It is now 75 years since the Attlee government passed the National Assistance Act, which enshrined the state’s responsibility to ensure that any citizen who needs social care, whether due to old age or ill health, will be able to receive it.
As anyone trying to access adult social care services will know, this ambition has not been realised. Not only are both availability and quality often lacking, but the costs can devastate households. Part of the story is that the demand for support has changed, as we live longer and spend more time in ill health. The system has changed as well, with a frenzy of privatisation beginning in the 1980s and subsequent underfunding transferring costs—and risks—onto individuals.
But the act of undertaking unpaid care yourself—something largely invisible in the 1948 Act—can also come at a significant cost. Facing a tension between paid work and unpaid care, many carers are forced to leave work or cut their hours. For the first time, we have quantified the value of this “caring penalty” for people looking after loved ones who are ill or disabled. We found that on average, carers who were previously in work earn nearly £8,000 less per year six years after they start caring, compared to if they had not undertaken care work.
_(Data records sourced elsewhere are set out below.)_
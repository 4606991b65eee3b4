//! Clinic access checks consulted before every chart call.

use crate::db::Database;
use crate::error::{ChartError, ChartResult};
use crate::models::{ChartContext, Patient};

/// Decides whether an actor may work within a clinic.
///
/// Implemented by the host's session layer. A refusal reason is surfaced
/// to the caller unchanged.
pub trait ClinicAccess: Send + Sync {
    fn authorize(&self, ctx: &ChartContext) -> Result<(), String>;
}

/// Admits every actor.
#[derive(Debug, Clone, Copy, Default)]
pub struct OpenAccess;

impl ClinicAccess for OpenAccess {
    fn authorize(&self, _ctx: &ChartContext) -> Result<(), String> {
        Ok(())
    }
}

/// Authorize the context and load the patient it addresses.
///
/// Patients registered to another clinic are reported as not found.
pub(crate) fn authorize_patient(
    db: &Database,
    access: &dyn ClinicAccess,
    ctx: &ChartContext,
    patient_id: &str,
) -> ChartResult<Patient> {
    access.authorize(ctx).map_err(ChartError::Unauthorized)?;
    db.get_patient(patient_id)?
        .filter(|p| p.clinic_id == ctx.clinic_id)
        .ok_or_else(|| ChartError::PatientNotFound(patient_id.to_string()))
}
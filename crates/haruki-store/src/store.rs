//! In-memory session store

use haruki_util::{MonotonicInstant, OwnerKey, SessionId};
use std::collections::HashMap;
use std::sync::{Mutex, MutexGuard, PoisonError};
use std::time::Duration;
use tracing::debug;

use crate::{ExpiryPoll, Session};

/// Owner-keyed sessions with a sliding deadline.
///
/// Every operation serializes through one lock. The store keeps its own map
/// consistent, nothing more: a caller doing `get`, mutating the copy, then
/// `set` is not atomic against a concurrent `clear` or expiry. Wizards rely on
/// the transport delivering one interaction per owner at a time, or use
/// [`SessionStore::update`], which is.
#[derive(Debug)]
pub struct SessionStore<T> {
    ttl: Duration,
    sessions: Mutex<HashMap<OwnerKey, Session<T>>>,
}

impl<T: Clone> SessionStore<T> {
    pub fn new(ttl: Duration) -> Self {
        Self {
            ttl,
            sessions: Mutex::new(HashMap::new()),
        }
    }

    pub fn ttl(&self) -> Duration {
        self.ttl
    }

    fn sessions(&self) -> MutexGuard<'_, HashMap<OwnerKey, Session<T>>> {
        self.sessions.lock().unwrap_or_else(PoisonError::into_inner)
    }

    /// Create or replace the owner's session with a fresh deadline
    pub fn set(&self, owner: OwnerKey, payload: T) -> SessionId {
        let session = Session::new(owner.clone(), payload, MonotonicInstant::now(), self.ttl);
        let id = session.id.clone();
        if let Some(previous) = self.sessions().insert(owner.clone(), session) {
            debug!(owner = %owner, replaced = %previous.id, "Replacing existing session");
        }
        id
    }

    /// Payload of a live session. Past-deadline sessions read as absent but
    /// are left in place for the expiry report.
    pub fn get(&self, owner: &OwnerKey) -> Option<T> {
        let now = MonotonicInstant::now();
        self.sessions()
            .get(owner)
            .filter(|s| s.is_live(now))
            .map(|s| s.payload.clone())
    }

    /// Like `get`, but also tells whether the session expired just now.
    ///
    /// A past-deadline session is removed and reported as `(None, true)`
    /// exactly once; afterwards, and for keys that never existed or were
    /// cleared, the answer is `(None, false)`.
    pub fn get_with_expiration(&self, owner: &OwnerKey) -> (Option<T>, bool) {
        let now = MonotonicInstant::now();
        let mut sessions = self.sessions();
        match sessions.get(owner) {
            None => (None, false),
            Some(s) if s.is_live(now) => (Some(s.payload.clone()), false),
            Some(_) => {
                sessions.remove(owner);
                (None, true)
            }
        }
    }

    /// Extend a live session's deadline to `now + ttl`.
    ///
    /// Returns false (and changes nothing) if there is no live session.
    pub fn touch(&self, owner: &OwnerKey) -> bool {
        let now = MonotonicInstant::now();
        match self.sessions().get_mut(owner) {
            Some(s) if s.is_live(now) => {
                s.extend(now, self.ttl);
                true
            }
            _ => false,
        }
    }

    /// Remove the owner's session unconditionally
    pub fn clear(&self, owner: &OwnerKey) -> bool {
        self.sessions().remove(owner).is_some()
    }

    /// Mutate a live payload in place and refresh its deadline, atomically.
    ///
    /// Absent or expired sessions are not touched and `None` is returned.
    pub fn update<R>(&self, owner: &OwnerKey, f: impl FnOnce(&mut T) -> R) -> Option<R> {
        let now = MonotonicInstant::now();
        let mut sessions = self.sessions();
        let session = sessions.get_mut(owner).filter(|s| s.is_live(now))?;
        let result = f(&mut session.payload);
        session.extend(now, self.ttl);
        Some(result)
    }

    /// Deadline of a live session
    pub fn deadline(&self, owner: &OwnerKey) -> Option<MonotonicInstant> {
        let now = MonotonicInstant::now();
        self.sessions()
            .get(owner)
            .filter(|s| s.is_live(now))
            .map(|s| s.expires_at)
    }

    /// Id of the owner's live session
    pub fn session_id(&self, owner: &OwnerKey) -> Option<SessionId> {
        let now = MonotonicInstant::now();
        self.sessions()
            .get(owner)
            .filter(|s| s.is_live(now))
            .map(|s| s.id.clone())
    }

    /// Check on one specific session incarnation.
    ///
    /// `Expired` removes the session, so it is reported once. A session that
    /// was replaced by a newer one under the same owner reads as `Gone`.
    pub fn poll_expiry(&self, owner: &OwnerKey, id: &SessionId) -> ExpiryPoll {
        let now = MonotonicInstant::now();
        let mut sessions = self.sessions();
        match sessions.get(owner) {
            Some(s) if &s.id != id => ExpiryPoll::Gone,
            Some(s) if s.is_live(now) => ExpiryPoll::Live(s.expires_at),
            Some(_) => {
                sessions.remove(owner);
                ExpiryPoll::Expired
            }
            None => ExpiryPoll::Gone,
        }
    }

    /// Owner of the first live session whose payload matches
    pub fn find_owner(&self, predicate: impl Fn(&T) -> bool) -> Option<OwnerKey> {
        let now = MonotonicInstant::now();
        self.sessions()
            .values()
            .find(|s| s.is_live(now) && predicate(&s.payload))
            .map(|s| s.owner.clone())
    }

    /// Number of live sessions
    pub fn live_count(&self) -> usize {
        let now = MonotonicInstant::now();
        self.sessions().values().filter(|s| s.is_live(now)).count()
    }
}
This penalty is the result of a double blow: carers not only lose pay in the short term, but also sacrifice potential pay growth, resulting in long-term scarring effects.
The benefits system does little to address the issue. Carer’s Allowance provides just £76.75 per week and penalises work with its strict earnings limit. Indeed, our analysis finds that a large majority of recipients are out of work; and two years after they start receiving the benefit, the proportion who are in work is broadly unchanged.
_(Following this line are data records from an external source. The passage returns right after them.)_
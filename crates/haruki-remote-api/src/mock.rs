//! In-memory collaborators for unit and integration testing

use async_trait::async_trait;
use haruki_api::{
    Candidate, CatalogUser, Episode, MediaDetail, MediaKind, PlaybackSession, Release,
    ReleaseScope, RequestReceipt, Title, UserId, UserRequest, View, ViewRef,
};
use haruki_util::OwnerKey;
use std::collections::HashMap;
use std::sync::atomic::{AtomicUsize, Ordering};
use std::sync::{Arc, Mutex, MutexGuard, PoisonError};
use std::time::Duration;

use crate::{
    AcquisitionClient, ActivityClient, CatalogClient, IdentityLinker, RemoteError, RemoteResult,
    ViewSink,
};

fn lock<T>(m: &Mutex<T>) -> MutexGuard<'_, T> {
    m.lock().unwrap_or_else(PoisonError::into_inner)
}

/// A request the mock catalog accepted
#[derive(Debug, Clone, PartialEq, Eq)]
pub struct SubmittedRequest {
    pub kind: MediaKind,
    pub media_id: u64,
    pub user: UserId,
}

/// Mock catalog service
#[derive(Default)]
pub struct MockCatalog {
    pub candidates: Arc<Mutex<Vec<Candidate>>>,
    pub details: Arc<Mutex<HashMap<u64, MediaDetail>>>,
    pub users: Arc<Mutex<HashMap<UserId, CatalogUser>>>,
    pub request_totals: Arc<Mutex<HashMap<UserId, u32>>>,
    /// `request_count` reported back by `submit_request`
    pub receipt_count: Arc<Mutex<u32>>,
    pub submitted: Arc<Mutex<Vec<SubmittedRequest>>>,
    pub user_requests: Arc<Mutex<HashMap<UserId, Vec<UserRequest>>>>,
    /// Identities stored through `link_external_identity`
    pub linked: Arc<Mutex<Vec<(UserId, OwnerKey)>>>,

    /// Configure search to fail
    pub fail_search: Arc<Mutex<bool>>,

    /// Configure request submission to fail
    pub fail_submit: Arc<Mutex<bool>>,

    /// Configure user listing and linking to fail
    pub fail_users: Arc<Mutex<bool>>,

    /// Simulated latency of detail and user lookups
    pub lookup_delay: Arc<Mutex<Option<Duration>>>,

    detail_calls: AtomicUsize,
}

impl MockCatalog {
    pub fn new() -> Self {
        Self::default()
    }

    pub fn with_candidates(self, candidates: Vec<Candidate>) -> Self {
        *lock(&self.candidates) = candidates;
        self
    }

    pub fn with_detail(self, detail: MediaDetail) -> Self {
        lock(&self.details).insert(detail.id, detail);
        self
    }

    pub fn with_user(self, user: CatalogUser) -> Self {
        lock(&self.users).insert(user.id, user);
        self
    }

    /// Replace the detail served for an id (e.g. a status change)
    pub fn set_detail(&self, detail: MediaDetail) {
        lock(&self.details).insert(detail.id, detail);
    }

    pub fn set_request_total(&self, user: UserId, total: u32) {
        lock(&self.request_totals).insert(user, total);
    }

    pub fn with_user_requests(self, user: UserId, requests: Vec<UserRequest>) -> Self {
        lock(&self.user_requests).insert(user, requests);
        self
    }

    pub fn linked(&self) -> Vec<(UserId, OwnerKey)> {
        lock(&self.linked).clone()
    }

    pub fn set_lookup_delay(&self, delay: Option<Duration>) {
        *lock(&self.lookup_delay) = delay;
    }

    async fn lookup_latency(&self) {
        let delay = *lock(&self.lookup_delay);
        if let Some(delay) = delay {
            tokio::time::sleep(delay).await;
        }
    }

    pub fn submitted(&self) -> Vec<SubmittedRequest> {
        lock(&self.submitted).clone()
    }

    /// How many times detail was fetched
    pub fn detail_calls(&self) -> usize {
        self.detail_calls.load(Ordering::SeqCst)
    }
}

#[async_trait]
impl CatalogClient for MockCatalog {
    async fn search(&self, query: &str, kind: MediaKind) -> RemoteResult<Vec<Candidate>> {
        if *lock(&self.fail_search) {
            return Err(RemoteError::http(500, "mock search failure"));
        }
        let query = query.to_lowercase();
        Ok(lock(&self.candidates)
            .iter()
            .filter(|c| c.kind == kind && c.title.to_lowercase().contains(&query))
            .cloned()
            .collect())
    }

    async fn detail(&self, _kind: MediaKind, id: u64) -> RemoteResult<MediaDetail> {
        self.detail_calls.fetch_add(1, Ordering::SeqCst);
        self.lookup_latency().await;
        lock(&self.details)
            .get(&id)
            .cloned()
            .ok_or_else(|| RemoteError::http(404, format!("media {} not found", id)))
    }

    async fn submit_request(
        &self,
        kind: MediaKind,
        id: u64,
        user: UserId,
    ) -> RemoteResult<RequestReceipt> {
        if *lock(&self.fail_submit) {
            return Err(RemoteError::http(500, "mock request failure"));
        }
        lock(&self.submitted).push(SubmittedRequest {
            kind,
            media_id: id,
            user,
        });
        Ok(RequestReceipt {
            request_count: *lock(&self.receipt_count),
        })
    }

    async fn user(&self, id: UserId) -> RemoteResult<CatalogUser> {
        self.lookup_latency().await;
        lock(&self.users)
            .get(&id)
            .cloned()
            .ok_or_else(|| RemoteError::http(404, format!("user {} not found", id)))
    }

    async fn user_request_total(&self, id: UserId) -> RemoteResult<u32> {
        self.lookup_latency().await;
        Ok(lock(&self.request_totals).get(&id).copied().unwrap_or(0))
    }

    async fn user_requests(&self, id: UserId, include_finished: bool) -> RemoteResult<Vec<UserRequest>> {
        self.lookup_latency().await;
        Ok(lock(&self.user_requests)
            .get(&id)
            .map(|requests| {
                requests
                    .iter()
                    .filter(|r| include_finished || !r.is_finished())
                    .cloned()
                    .collect()
            })
            .unwrap_or_default())
    }

    async fn list_users(&self) -> RemoteResult<Vec<CatalogUser>> {
        if *lock(&self.fail_users) {
            return Err(RemoteError::http(500, "mock user listing failure"));
        }
        self.lookup_latency().await;
        let mut users: Vec<CatalogUser> = lock(&self.users).values().cloned().collect();
        users.sort_by_key(|u| u.id.0);
        Ok(users)
    }

    async fn link_external_identity(&self, id: UserId, owner: &OwnerKey) -> RemoteResult<()> {
        if *lock(&self.fail_users) {
            return Err(RemoteError::http(500, "mock link failure"));
        }
        let mut users = lock(&self.users);
        let user = users
            .get_mut(&id)
            .ok_or_else(|| RemoteError::http(404, format!("user {} not found", id)))?;
        user.external_id = Some(owner.as_str().to_string());
        lock(&self.linked).push((id, owner.clone()));
        Ok(())
    }
}

/// Mock identity linker backed by a fixed map
#[derive(Default)]
pub struct MockIdentity {
    pub links: Arc<Mutex<HashMap<OwnerKey, UserId>>>,

    /// Configure resolution to fail
    pub fail: Arc<Mutex<bool>>,

    /// Simulated latency of every resolution
    pub delay: Arc<Mutex<Option<Duration>>>,
}

impl MockIdentity {
    pub fn new() -> Self {
        Self::default()
    }

    pub fn with_link(self, owner: impl Into<OwnerKey>, user: UserId) -> Self {
        lock(&self.links).insert(owner.into(), user);
        self
    }

    pub fn set_delay(&self, delay: Option<Duration>) {
        *lock(&self.delay) = delay;
    }
}

#[async_trait]
impl IdentityLinker for MockIdentity {
    async fn resolve_external_identity(&self, owner: &OwnerKey) -> RemoteResult<Option<UserId>> {
        let delay = *lock(&self.delay);
        if let Some(delay) = delay {
            tokio::time::sleep(delay).await;
        }
        if *lock(&self.fail) {
            return Err(RemoteError::Transport("mock identity failure".into()));
        }
        Ok(lock(&self.links).get(owner).copied())
    }
}

/// Mock series/movie acquisition service
pub struct MockAcquisition {
    kind: MediaKind,
    pub titles: Arc<Mutex<Vec<Title>>>,
    pub missing: Arc<Mutex<Vec<Title>>>,
    pub episodes: Arc<Mutex<HashMap<u64, Vec<Episode>>>>,
    pub releases: Arc<Mutex<HashMap<ReleaseScope, Vec<Release>>>>,
    pub approvals: Arc<Mutex<Vec<Release>>>,

    /// Simulated latency of release lookups
    pub release_delay: Arc<Mutex<Option<Duration>>>,

    /// Configure release lookups to fail with this message
    pub fail_releases: Arc<Mutex<Option<String>>>,

    /// Configure approval to fail
    pub fail_approval: Arc<Mutex<bool>>,
}

impl MockAcquisition {
    pub fn new(kind: MediaKind) -> Self {
        Self {
            kind,
            titles: Arc::new(Mutex::new(Vec::new())),
            missing: Arc::new(Mutex::new(Vec::new())),
            episodes: Arc::new(Mutex::new(HashMap::new())),
            releases: Arc::new(Mutex::new(HashMap::new())),
            approvals: Arc::new(Mutex::new(Vec::new())),
            release_delay: Arc::new(Mutex::new(None)),
            fail_releases: Arc::new(Mutex::new(None)),
            fail_approval: Arc::new(Mutex::new(false)),
        }
    }

    pub fn with_titles(self, titles: Vec<Title>) -> Self {
        *lock(&self.titles) = titles;
        self
    }

    pub fn with_missing(self, titles: Vec<Title>) -> Self {
        *lock(&self.missing) = titles;
        self
    }

    pub fn with_episodes(self, series_id: u64, episodes: Vec<Episode>) -> Self {
        lock(&self.episodes).insert(series_id, episodes);
        self
    }

    pub fn with_releases(self, scope: ReleaseScope, releases: Vec<Release>) -> Self {
        lock(&self.releases).insert(scope, releases);
        self
    }

    pub fn set_release_delay(&self, delay: Option<Duration>) {
        *lock(&self.release_delay) = delay;
    }

    pub fn approvals(&self) -> Vec<Release> {
        lock(&self.approvals).clone()
    }
}

#[async_trait]
impl AcquisitionClient for MockAcquisition {
    fn kind(&self) -> MediaKind {
        self.kind
    }

    async fn list_titles(&self) -> RemoteResult<Vec<Title>> {
        Ok(lock(&self.titles).clone())
    }

    async fn list_missing(&self) -> RemoteResult<Vec<Title>> {
        Ok(lock(&self.missing).clone())
    }

    async fn list_episodes(&self, title_id: u64) -> RemoteResult<Vec<Episode>> {
        if self.kind != MediaKind::Tv {
            return Err(RemoteError::Unsupported("episodes of a movie".into()));
        }
        Ok(lock(&self.episodes).get(&title_id).cloned().unwrap_or_default())
    }

    async fn list_releases(&self, scope: ReleaseScope) -> RemoteResult<Vec<Release>> {
        let delay = *lock(&self.release_delay);
        if let Some(delay) = delay {
            tokio::time::sleep(delay).await;
        }
        if let Some(msg) = lock(&self.fail_releases).clone() {
            return Err(RemoteError::http(500, msg));
        }
        Ok(lock(&self.releases).get(&scope).cloned().unwrap_or_default())
    }

    async fn submit_approval(&self, release: &Release) -> RemoteResult<()> {
        if *lock(&self.fail_approval) {
            return Err(RemoteError::http(400, "mock approval failure"));
        }
        lock(&self.approvals).push(release.clone());
        Ok(())
    }
}

/// Mock activity monitor
#[derive(Default)]
pub struct MockActivity {
    pub sessions: Arc<Mutex<Vec<PlaybackSession>>>,

    /// Configure the lookup to fail
    pub fail: Arc<Mutex<bool>>,

    /// Simulated latency of every lookup
    pub delay: Arc<Mutex<Option<Duration>>>,
}

impl MockActivity {
    pub fn new() -> Self {
        Self::default()
    }

    pub fn with_sessions(self, sessions: Vec<PlaybackSession>) -> Self {
        *lock(&self.sessions) = sessions;
        self
    }

    pub fn set_delay(&self, delay: Option<Duration>) {
        *lock(&self.delay) = delay;
    }
}

#[async_trait]
impl ActivityClient for MockActivity {
    async fn current_activity(&self) -> RemoteResult<Vec<PlaybackSession>> {
        let delay = *lock(&self.delay);
        if let Some(delay) = delay {
            tokio::time::sleep(delay).await;
        }
        if *lock(&self.fail) {
            return Err(RemoteError::Transport("mock activity failure".into()));
        }
        Ok(lock(&self.sessions).clone())
    }
}

/// A message the mock sink was asked to post
#[derive(Debug, Clone, PartialEq)]
pub struct PostedView {
    pub channel_id: String,
    pub content: String,
    pub view: View,
}

/// Records every view pushed to it
#[derive(Default)]
pub struct MockViewSink {
    pub edits: Arc<Mutex<Vec<(ViewRef, View)>>>,
    pub posts: Arc<Mutex<Vec<PostedView>>>,

    /// Configure every push to fail as if the target vanished
    pub fail: Arc<Mutex<bool>>,
}

impl MockViewSink {
    pub fn new() -> Self {
        Self::default()
    }

    pub fn edits(&self) -> Vec<(ViewRef, View)> {
        lock(&self.edits).clone()
    }

    /// Edits aimed at one message, in order
    pub fn edits_for(&self, target: &ViewRef) -> Vec<View> {
        lock(&self.edits)
            .iter()
            .filter(|(t, _)| t == target)
            .map(|(_, v)| v.clone())
            .collect()
    }

    pub fn posts(&self) -> Vec<PostedView> {
        lock(&self.posts).clone()
    }
}

#[async_trait]
impl ViewSink for MockViewSink {
    async fn edit(&self, target: &ViewRef, view: View) -> RemoteResult<()> {
        if *lock(&self.fail) {
            return Err(RemoteError::ViewGone(target.to_string()));
        }
        lock(&self.edits).push((target.clone(), view));
        Ok(())
    }

    async fn post(&self, channel_id: &str, content: String, view: View) -> RemoteResult<()> {
        if *lock(&self.fail) {
            return Err(RemoteError::ViewGone(channel_id.to_string()));
        }
        lock(&self.posts).push(PostedView {
            channel_id: channel_id.to_string(),
            content,
            view,
        });
        Ok(())
    }
}

#[cfg(test)]
mod tests {
    use super::*;
    use haruki_api::Card;

    #[tokio::test]
    async fn mock_catalog_filters_by_kind_and_title() {
        let catalog = MockCatalog::new().with_candidates(vec![
            Candidate { id: 1, kind: MediaKind::Movie, title: "Foo".into(), year: None },
            Candidate { id: 2, kind: MediaKind::Tv, title: "Foo Show".into(), year: None },
        ]);

        let hits = catalog.search("foo", MediaKind::Tv).await.unwrap();
        assert_eq!(hits.len(), 1);
        assert_eq!(hits[0].id, 2);
    }

    #[tokio::test]
    async fn mock_catalog_links_identity() {
        let catalog = MockCatalog::new().with_user(CatalogUser {
            id: UserId(3),
            display_name: "cy".into(),
            email: String::new(),
            external_id: None,
        });

        catalog
            .link_external_identity(UserId(3), &OwnerKey::from("777"))
            .await
            .unwrap();
        let users = catalog.list_users().await.unwrap();
        assert_eq!(users[0].external_id.as_deref(), Some("777"));
        assert_eq!(catalog.linked(), vec![(UserId(3), OwnerKey::from("777"))]);

        let missing = catalog.link_external_identity(UserId(9), &OwnerKey::from("777")).await;
        assert!(missing.is_err());
    }

    #[tokio::test]
    async fn mock_sink_failure() {
        let sink = MockViewSink::new();
        *sink.fail.lock().unwrap() = true;

        let result = sink
            .edit(&ViewRef::new("c", "m"), View::terminal(Card::new("x", "")))
            .await;
        assert!(matches!(result, Err(RemoteError::ViewGone(_))));
        assert!(sink.edits().is_empty());
    }

    #[tokio::test(start_paused = true)]
    async fn mock_release_delay_is_observed() {
        let acq = MockAcquisition::new(MediaKind::Tv);
        acq.set_release_delay(Some(Duration::from_secs(90)));

        let start = tokio::time::Instant::now();
        let releases = acq.list_releases(ReleaseScope::Episode(1)).await.unwrap();
        assert!(releases.is_empty());
        assert!(start.elapsed() >= Duration::from_secs(90));
    }
}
As part of her call to rekindle the interventionist spirit of government, shadow chancellor Rachel Reeves has harkened back to Attlee’s ambitions and signalled plans to expand the provision of formal care. So far, this includes an intention for a Nordic-style childcare system which mirrors schools, and a National Care Service to match the ambition of the NHS. With millions of people currently forced to choose between the eyewatering costs of care services and a severe pay penalty for caring themselves, there’s no doubt that these would save many people from financial hardship.
But we cannot neglect the other side of the equation. “Securing the finances of working people”, as Reeves has pledged to do, requires any government to take seriously the intensely human wish to care for our loved ones—and ensure that this noble act does not have to come at the price of their own livelihoods. We already do this for working parents through statutory maternity pay—and to a much lesser extent, statutory paternity pay—but no equivalent policy exists for other carers. Real security would allow a freer choice. People need more and better care services, but they also need time and support to undertake care themselves.
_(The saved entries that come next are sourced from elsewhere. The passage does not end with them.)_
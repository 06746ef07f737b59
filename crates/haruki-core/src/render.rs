//! Views produced by the wizards
//!
//! Every function here is pure: it turns wizard state into the [`View`]
//! a bridge applies to the session's message.

use haruki_api::{
    ActionRow, ButtonStyle, Candidate, Card, CatalogUser, ComponentId, Control, Episode,
    MediaDetail, MediaKind, MediaStatus, PlaybackKind, PlaybackSession, Release, SelectOption,
    Title, UserId, UserRequest, View, COLOR_RED, COLOR_YELLOW, MAX_LABEL_LEN, MAX_SELECT_OPTIONS,
};
use haruki_util::{format_minutes, truncate};
use std::time::Duration;

use crate::paging::Page;
use crate::ranking::release_options;

pub const POSTER_BASE_URL: &str = "https://image.tmdb.org/t/p/w500";
pub const MISSING_POSTER_URL: &str = "https://via.placeholder.com/500x750?text=No+Poster";

/// Longest description a card carries
pub const MAX_DESCRIPTION_LEN: usize = 4000;

const COLOR_ALREADY_REQUESTED: u32 = 0x66ccff;
const COLOR_PARTIAL: u32 = 0xff9966;
const COLOR_AVAILABLE: u32 = 0x00cc66;
const COLOR_REQUEST_SENT: u32 = 0x9c5db3;

fn abort_button(id: ComponentId) -> Control {
    Control::button(id, "Abort", ButtonStyle::Danger)
}

fn select_row(id: ComponentId, placeholder: &str, options: Vec<SelectOption>) -> ActionRow {
    ActionRow::new(vec![Control::select(id, placeholder, options)])
}

/// Session expired without further interaction
pub fn timeout_notice(ttl: Duration) -> View {
    View::terminal(
        Card::new(
            "Aborted",
            format!("Session timed out after {} of inactivity.", format_minutes(ttl)),
        )
        .color(COLOR_RED),
    )
}

// --- request wizard ---

pub fn poster_url(detail: &MediaDetail) -> String {
    match &detail.poster_path {
        Some(path) => format!("{}{}", POSTER_BASE_URL, path),
        None => MISSING_POSTER_URL.to_string(),
    }
}

fn candidate_options(candidates: &[Candidate], selected: Option<u64>) -> Vec<SelectOption> {
    candidates
        .iter()
        .take(MAX_SELECT_OPTIONS)
        .map(|c| {
            SelectOption::new(truncate(&c.label(), MAX_LABEL_LEN), c.id.to_string())
                .selected(selected == Some(c.id))
        })
        .collect()
}

fn candidate_select(candidates: &[Candidate], selected: Option<u64>) -> ActionRow {
    select_row(
        ComponentId::RequestSelect,
        "Choose a result…",
        candidate_options(candidates, selected),
    )
}

pub fn request_results(query: &str, candidates: &[Candidate]) -> View {
    View::screen(
        Card::new(
            "🔎 Catalog Search",
            format!("Results for: **{}**\nSelect an item below.", query),
        ),
        vec![
            candidate_select(candidates, None),
            ActionRow::new(vec![abort_button(ComponentId::RequestAbort)]),
        ],
    )
}

pub fn request_detail(detail: &MediaDetail, candidates: &[Candidate]) -> View {
    let card = Card::new(detail.label(), truncate(&detail.overview, MAX_DESCRIPTION_LEN))
        .thumbnail(poster_url(detail));
    View::screen(
        card,
        vec![
            candidate_select(candidates, Some(detail.id)),
            ActionRow::new(vec![
                Control::button(ComponentId::RequestConfirm, "Request", ButtonStyle::Success),
                abort_button(ComponentId::RequestAbort),
            ]),
        ],
    )
}

fn notify_row() -> ActionRow {
    ActionRow::new(vec![
        Control::button(ComponentId::RequestNotify, "Notify Me", ButtonStyle::Primary),
        abort_button(ComponentId::RequestAbort),
    ])
}

fn with_requesters(mut card: Card, detail: &MediaDetail) -> Card {
    if let Some((first, watchers)) = detail.requester_summary() {
        card = card.field("Requested by", first, true);
        if !watchers.is_empty() {
            card = card.field("Will be notified", watchers.join("\n"), true);
        }
    }
    card
}

pub fn already_requested(detail: &MediaDetail) -> View {
    let card = Card::new(detail.title.clone(), detail.overview.clone())
        .color(COLOR_ALREADY_REQUESTED)
        .thumbnail(poster_url(detail))
        .author("🔄 Already Requested");
    View::screen(with_requesters(card, detail), vec![notify_row()])
}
The recent Carer’s Leave Act signals a recognition that carers deserve better, but its provisions are mainly symbolic, delivering just one week of unpaid leave. It offers little relief to households who cannot afford to forgo pay, so the bind remains largely unchanged—pay huge sums out of pocket for formal care or take a longer-term financial hit by leaving work and caring yourself.
As we look overseas for ideas to improve our care system, we can take inspiration from progressive systems like Norway and Canada which have well-developed systems of long-term, paid care leave that deliver both security and choice.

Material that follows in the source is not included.